REQUIRED WORK: Using the records below, transcribe word for word the stretch from the line that contains "use chrono::Utc;" through the line that contains "pub struct MemoryStore", both end lines included, and nothing else.

___ MATERIAL PROVIDED

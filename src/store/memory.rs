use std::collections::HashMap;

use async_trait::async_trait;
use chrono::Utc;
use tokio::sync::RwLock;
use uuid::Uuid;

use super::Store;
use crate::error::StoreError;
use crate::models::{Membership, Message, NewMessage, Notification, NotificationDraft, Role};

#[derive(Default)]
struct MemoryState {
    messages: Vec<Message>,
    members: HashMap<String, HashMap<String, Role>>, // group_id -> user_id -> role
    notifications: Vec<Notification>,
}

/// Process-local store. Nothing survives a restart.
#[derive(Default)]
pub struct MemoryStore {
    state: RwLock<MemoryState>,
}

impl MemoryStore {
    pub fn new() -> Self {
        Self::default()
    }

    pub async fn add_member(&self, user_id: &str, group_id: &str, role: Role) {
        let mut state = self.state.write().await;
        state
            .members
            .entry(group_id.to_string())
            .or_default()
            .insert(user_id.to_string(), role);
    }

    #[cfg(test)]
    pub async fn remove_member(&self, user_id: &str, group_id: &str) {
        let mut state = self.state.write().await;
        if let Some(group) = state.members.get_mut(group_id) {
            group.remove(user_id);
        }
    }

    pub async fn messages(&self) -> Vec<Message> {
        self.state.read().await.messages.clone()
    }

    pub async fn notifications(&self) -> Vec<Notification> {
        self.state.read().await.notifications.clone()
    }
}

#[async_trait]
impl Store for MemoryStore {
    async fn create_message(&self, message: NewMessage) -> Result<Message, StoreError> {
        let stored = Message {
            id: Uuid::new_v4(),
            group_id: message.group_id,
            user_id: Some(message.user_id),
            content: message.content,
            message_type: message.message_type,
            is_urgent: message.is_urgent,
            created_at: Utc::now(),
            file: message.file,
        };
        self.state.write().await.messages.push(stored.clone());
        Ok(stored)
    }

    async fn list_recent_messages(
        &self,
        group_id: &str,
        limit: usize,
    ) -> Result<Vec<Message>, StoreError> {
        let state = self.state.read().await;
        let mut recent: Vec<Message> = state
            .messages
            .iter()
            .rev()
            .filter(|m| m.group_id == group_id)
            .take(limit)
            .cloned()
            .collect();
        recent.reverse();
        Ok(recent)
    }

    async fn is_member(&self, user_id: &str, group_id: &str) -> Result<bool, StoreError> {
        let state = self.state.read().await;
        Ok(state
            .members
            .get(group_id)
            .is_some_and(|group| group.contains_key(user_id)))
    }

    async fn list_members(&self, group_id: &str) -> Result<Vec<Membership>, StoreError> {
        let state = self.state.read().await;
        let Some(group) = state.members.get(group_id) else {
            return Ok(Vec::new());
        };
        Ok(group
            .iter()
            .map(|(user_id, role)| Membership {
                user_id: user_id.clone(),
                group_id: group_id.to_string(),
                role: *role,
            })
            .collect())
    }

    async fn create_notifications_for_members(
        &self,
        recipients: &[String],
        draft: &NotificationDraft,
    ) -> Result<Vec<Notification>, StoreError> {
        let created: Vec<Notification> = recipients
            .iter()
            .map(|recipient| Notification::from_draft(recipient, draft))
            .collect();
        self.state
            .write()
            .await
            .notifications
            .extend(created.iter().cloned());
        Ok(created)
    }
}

______

TASK OUTPUT:
use chrono::Utc;
use tokio::sync::RwLock;
use uuid::Uuid;

use super::Store;
use crate::error::StoreError;
use crate::models::{Membership, Message, NewMessage, Notification, NotificationDraft, Role};

#[derive(Default)]
struct MemoryState {
    messages: Vec<Message>,
    members: HashMap<String, HashMap<String, Role>>, // group_id -> user_id -> role
    notifications: Vec<Notification>,
}

/// Process-local store. Nothing survives a restart.
#[derive(Default)]
pub struct MemoryStore {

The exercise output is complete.